Only lines that contain the word "submit" are to be returned from the data below.

******

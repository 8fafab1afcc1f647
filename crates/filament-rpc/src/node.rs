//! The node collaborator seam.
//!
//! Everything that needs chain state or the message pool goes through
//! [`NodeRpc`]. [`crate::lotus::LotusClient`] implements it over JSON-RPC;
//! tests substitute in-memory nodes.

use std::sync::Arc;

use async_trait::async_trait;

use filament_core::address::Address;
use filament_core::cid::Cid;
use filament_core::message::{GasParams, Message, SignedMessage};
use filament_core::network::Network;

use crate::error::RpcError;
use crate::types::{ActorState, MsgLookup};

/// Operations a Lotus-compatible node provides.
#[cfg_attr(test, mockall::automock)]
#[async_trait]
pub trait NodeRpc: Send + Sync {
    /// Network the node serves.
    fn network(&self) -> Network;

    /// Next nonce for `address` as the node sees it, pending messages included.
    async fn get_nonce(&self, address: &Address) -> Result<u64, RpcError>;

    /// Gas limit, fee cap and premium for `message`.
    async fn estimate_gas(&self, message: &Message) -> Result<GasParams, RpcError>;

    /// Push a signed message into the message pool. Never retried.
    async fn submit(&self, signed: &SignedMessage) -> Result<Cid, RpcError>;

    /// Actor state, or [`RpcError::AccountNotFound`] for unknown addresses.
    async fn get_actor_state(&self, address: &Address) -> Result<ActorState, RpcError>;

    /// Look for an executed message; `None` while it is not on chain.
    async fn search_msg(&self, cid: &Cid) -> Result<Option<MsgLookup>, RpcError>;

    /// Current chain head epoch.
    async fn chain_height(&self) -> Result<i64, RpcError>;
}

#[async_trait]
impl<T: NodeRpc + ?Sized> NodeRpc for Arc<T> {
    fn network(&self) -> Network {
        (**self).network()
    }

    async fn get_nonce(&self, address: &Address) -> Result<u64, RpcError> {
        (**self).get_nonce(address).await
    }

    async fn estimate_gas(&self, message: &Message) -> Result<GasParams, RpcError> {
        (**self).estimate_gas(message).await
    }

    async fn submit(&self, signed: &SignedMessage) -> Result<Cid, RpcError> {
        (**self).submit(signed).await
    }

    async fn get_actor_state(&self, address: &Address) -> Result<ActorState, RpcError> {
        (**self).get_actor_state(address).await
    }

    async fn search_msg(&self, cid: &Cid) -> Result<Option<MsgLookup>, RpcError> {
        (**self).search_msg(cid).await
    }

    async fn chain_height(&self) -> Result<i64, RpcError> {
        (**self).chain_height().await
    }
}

******

Exercise output:
    async fn submit(&self, signed: &SignedMessage) -> Result<Cid, RpcError>;
    async fn submit(&self, signed: &SignedMessage) -> Result<Cid, RpcError> {
        (**self).submit(signed).await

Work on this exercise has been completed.